7. A delegação de poderes ao Governador para, mediante decreto, dispor sobre “as competências, as atribuições, as denominações das unidades setoriais e as especificações dos cargos, bem como a organização e reorganização administrativa do Estado”, é inconstitucional porque permite, em última análise, sejam criados novos cargos sem a aprovação de lei.

(...)”

(STF ADI 4125/TO, Rel. Min. CÁRMEN LÚCIA, j. 10/06/2010, grifo nosso)          

Portanto, a inconstitucionalidade é manifesta.

Não bastasse, há também o vício de inconstitucionalidade decorrente da criação de 11 (onze) cargos de assessoria, 19 (dezenove) cargos de assessoria técnica e 8 (oito) cargos de chefe de segurança, todos de provimento em comissão, para o desempenho de funções técnicas.

Quanto a esse aspecto, há incompatibilidade vertical com a Constituição do Estado de São Paulo, especialmente em relação às seguintes disposições:

“Art. 111 – A administração pública direta, indireta ou fundacional, de qualquer dos Poderes do Estado, obedecerá aos princípios de legalidade, impessoalidade, moralidade, publicidade, razoabilidade, finalidade, motivação e interesse público.

Art. 115 - Para a organização da administração pública direta e indireta, inclusive as fundações instituídas ou mantidas por qualquer dos Poderes do Estado, é obrigatório o cumprimento das seguintes normas:

I - os cargos, empregos e funções públicas são acessíveis aos brasileiros que preencham os requisitos estabelecidos em lei;

II - a investidura em cargo ou emprego público depende de aprovação prévia, em concurso público de provas ou de provas e títulos, ressalvadas as nomeações para cargo em comissão, declarado em lei, de livre nomeação e exoneração;

Art. 144 - Os Municípios, com autonomia política, legislativa, administrativa e financeira se auto-organizarão por Lei Orgânica, atendidos os princípios estabelecidos na Constituição Federal e nesta Constituição.”

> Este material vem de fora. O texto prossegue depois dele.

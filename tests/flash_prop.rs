//! flash のラベル割り当てと絞り込みの性質テスト
//!
//! 公開 API だけを使い、ラベルの一意性・除外文字・絞り込みの単調性・
//! 後退での復元を確認する。

use std::collections::{BTreeMap, HashSet};

use altre_flash::flash::{LabelAllocator, LabelContext, MarkerStore, RenderMarker};
use altre_flash::search::{LiteralMatcher, StringMatcher, VisibleText};
use altre_flash::{FlashConfig, FlashEngine, FlashError, FlashHost, Keystroke, Mode};
use proptest::prelude::*;
use proptest::test_runner::Config as ProptestConfig;

struct PropHost {
    text: String,
    cursor: usize,
    mode: Mode,
    markers: BTreeMap<usize, RenderMarker>,
}

impl PropHost {
    fn new(text: &str, cursor: usize) -> Self {
        Self {
            text: text.to_string(),
            cursor,
            mode: Mode::Normal,
            markers: BTreeMap::new(),
        }
    }

    fn snapshot(&self) -> Vec<(usize, Option<String>)> {
        self.markers
            .values()
            .map(|m| (m.position, m.label.clone()))
            .collect()
    }
}

impl FlashHost for PropHost {
    fn visible_text(&self) -> VisibleText {
        VisibleText::whole(&self.text)
    }
    fn cursor(&self) -> usize {
        self.cursor
    }
    fn set_cursor(&mut self, position: usize) {
        self.cursor = position;
    }
    fn set_cursor_set(&mut self, _positions: &[usize]) {}
    fn mode(&self) -> Mode {
        self.mode
    }
    fn set_mode(&mut self, mode: Mode) {
        self.mode = mode;
    }
    fn render_markers(&mut self, markers: &[RenderMarker]) {
        for marker in markers {
            if marker.visible {
                self.markers.insert(marker.position, marker.clone());
            } else {
                self.markers.remove(&marker.position);
            }
        }
    }
    fn report_error(&mut self, _error: &FlashError) {}
}

fn alphabet_strategy() -> impl Strategy<Value = Vec<char>> {
    proptest::sample::subsequence(vec!['a', 'b', 'c', 'd', 'e', 'f', 'g', 'h'], 1..=8)
        .prop_shuffle()
}

/// 検索文字と衝突しない数字ラベルのエンジン
fn digit_engine() -> FlashEngine {
    FlashEngine::new(FlashConfig {
        labels: "0123456789".to_string(),
        ..FlashConfig::default()
    })
}

fn naive_starts(text: &str, pattern: &str) -> Vec<usize> {
    let chars: Vec<char> = text.chars().collect();
    let pattern: Vec<char> = pattern.chars().collect();
    if pattern.len() > chars.len() {
        return Vec::new();
    }
    (0..=chars.len() - pattern.len())
        .filter(|&start| chars[start..start + pattern.len()] == pattern[..])
        .collect()
}

proptest! {
    #![proptest_config(ProptestConfig { cases: 128, .. ProptestConfig::default() })]

    #[test]
    fn labels_are_unique_prefix_free_and_never_continuations(
        text in "[abcd ]{1,60}",
        pattern in "[abcd]{1,2}",
        alphabet in alphabet_strategy(),
        hierarchical in any::<bool>(),
        cursor in 0usize..60,
    ) {
        let visible = VisibleText::whole(&text);
        let cursor = cursor.min(text.len());
        let matches = LiteralMatcher::new().find_matches(&visible, &pattern, false, usize::MAX);
        let store = MarkerStore::new(LabelAllocator::new(alphabet, hierarchical));
        let ctx = LabelContext {
            visible_text: &visible,
            cursor,
            first_character: pattern.chars().next(),
            case_sensitive: false,
        };
        let set = store.create(matches.clone(), &ctx);

        let mut excluded: HashSet<char> = pattern.chars().take(1).collect();
        excluded.extend(matches.iter().filter_map(|m| visible.next_char_after(m)));

        let labels: Vec<String> = set.visible().filter_map(|m| m.label.clone()).collect();
        let unique: HashSet<&String> = labels.iter().collect();
        prop_assert_eq!(unique.len(), labels.len());

        for (i, a) in labels.iter().enumerate() {
            prop_assert!(a.chars().all(|ch| !excluded.contains(&ch)), "label {} uses an excluded char", a);
            for (j, b) in labels.iter().enumerate() {
                if i != j {
                    prop_assert!(!b.starts_with(a.as_str()), "{} is a prefix of {}", a, b);
                }
            }
        }
    }

    #[test]
    fn narrowing_only_shrinks_the_candidate_set(
        text in "[abc \n]{0,40}",
        pattern in "[abc]{1,4}",
        cursor in 0usize..40,
    ) {
        let mut host = PropHost::new(&text, cursor.min(text.len()));
        let mut engine = digit_engine();
        prop_assert!(engine.start(&mut host));

        let mut previous: Option<HashSet<usize>> = None;
        let mut typed = String::new();
        for ch in pattern.chars() {
            typed.push(ch);
            engine.handle_key(&mut host, Keystroke::Printable(ch));

            let current: HashSet<usize> = host.markers.keys().copied().collect();
            let expected: HashSet<usize> = naive_starts(&text, &typed).into_iter().collect();
            prop_assert_eq!(&current, &expected);
            if let Some(prior) = &previous {
                prop_assert!(current.is_subset(prior));
            }
            previous = Some(current);
        }
    }

    #[test]
    fn backspace_restores_every_prior_state(
        text in "[abc \n]{0,40}",
        pattern in "[abc]{2,5}",
        cursor in 0usize..40,
    ) {
        let mut host = PropHost::new(&text, cursor.min(text.len()));
        let mut engine = digit_engine();
        prop_assert!(engine.start(&mut host));

        let mut snapshots = Vec::new();
        for ch in pattern.chars() {
            engine.handle_key(&mut host, Keystroke::Printable(ch));
            snapshots.push(host.snapshot());
        }

        snapshots.pop();
        while let Some(expected) = snapshots.pop() {
            engine.handle_key(&mut host, Keystroke::Backspace);
            prop_assert_eq!(host.snapshot(), expected);
        }

        engine.handle_key(&mut host, Keystroke::Backspace);
        prop_assert!(!engine.is_active());
        prop_assert!(host.markers.is_empty());
        prop_assert_eq!(host.mode, Mode::Normal);
    }
}
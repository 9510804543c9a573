//! flash 検索中のキー入力

use crossterm::event::{KeyCode, KeyEvent, KeyEventKind, KeyModifiers};

/// 分類済みのキー入力
#[derive(Debug, Clone, Copy, PartialEq, Eq)]
pub enum Keystroke {
    Printable(char),
    Backspace,
    Confirm,
    Escape,
    /// 解釈しない入力（何もしない）
    Ignored,
}

impl Keystroke {
    /// 1文字から分類
    pub fn from_char(ch: char) -> Self {
        match ch {
            '\n' | '\r' => Keystroke::Confirm,
            '\u{8}' | '\u{7f}' => Keystroke::Backspace,
            '\u{1b}' => Keystroke::Escape,
            c if c.is_control() => Keystroke::Ignored,
            c => Keystroke::Printable(c),
        }
    }

    /// Vim 風表記のキー列を分類する
    ///
    /// `<CR>`, `<BS>`, `<S-BS>`, `<Esc>`, `<C-c>`, `<C-[>` を解釈し、
    /// それ以外の `<...>` はそのまま文字として扱う。
    pub fn parse_notation(keys: &str) -> Vec<Keystroke> {
        let mut result = Vec::new();
        let mut rest = keys;

        while let Some(ch) = rest.chars().next() {
            if ch == '<' {
                if let Some(end) = rest.find('>') {
                    let special = match &rest[..=end] {
                        "<CR>" | "<Enter>" => Some(Keystroke::Confirm),
                        "<BS>" | "<S-BS>" => Some(Keystroke::Backspace),
                        "<Esc>" | "<C-c>" | "<C-[>" => Some(Keystroke::Escape),
                        _ => None,
                    };
                    if let Some(stroke) = special {
                        result.push(stroke);
                        rest = &rest[end + 1..];
                        continue;
                    }
                }
            }
            result.push(Keystroke::from_char(ch));
            rest = &rest[ch.len_utf8()..];
        }

        result
    }
}

impl From<KeyEvent> for Keystroke {
    fn from(event: KeyEvent) -> Self {
        if event.kind == KeyEventKind::Release {
            return Keystroke::Ignored;
        }

        let ctrl = event.modifiers.contains(KeyModifiers::CONTROL);
        let alt = event.modifiers.contains(KeyModifiers::ALT);

        match event.code {
            KeyCode::Esc => Keystroke::Escape,
            KeyCode::Char('c') | KeyCode::Char('[') if ctrl => Keystroke::Escape,
            KeyCode::Enter => Keystroke::Confirm,
            KeyCode::Backspace => Keystroke::Backspace,
            KeyCode::Char(ch) if !ctrl && !alt => Keystroke::from_char(ch),
            _ => Keystroke::Ignored,
        }
    }
}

A Constituição em vigor consagrou o Município como entidade federativa indispensável ao nosso sistema federativo, integrando-o na organização político-administrativa e garantindo-lhe plena autonomia, como se observa da análise dos arts. 1.º, 18, 29, 30 e 34, VI, “c” da CF (Alexandre de Moraes, in Direito constitucional, 7ª ed., São Paulo: Atlas, p. 261).

Essa autonomia consagrada aos Municípios não tem caráter absoluto e soberano, muito pelo contrário, encontra limites nos princípios emanados dos poderes públicos e dos pactos fundamentais, que instituíram a soberania de um povo (De Plácido e Silva, Vocabulário jurídico, Rio de Janeiro: Forense, 1984, v. 1, p. 251), sendo definida por José Afonso da Silva como “a capacidade ou poder de gerir os próprios negócios, dentro de um círculo prefixado por entidade superior”, que no caso é a Constituição (Curso de direito constitucional positivo, 8ª ed., São Paulo: Malheiros, 1992, p. 545).

A autonomia municipal se assenta em quatro capacidades básicas: (a) auto-organização, mediante a elaboração de lei orgânica própria, (b) autogoverno, pela eletividade do Prefeito e dos Vereadores as respectivas Câmaras Municipais, (c) autolegislação, mediante competência de elaboração de leis municipais sobre áreas que são reservadas à sua competência exclusiva e suplementar, (d) auto-administração ou administração própria, para manter e prestar os serviços de interesse local (cf. José Afonso da Silva, ob. cit., p. 546).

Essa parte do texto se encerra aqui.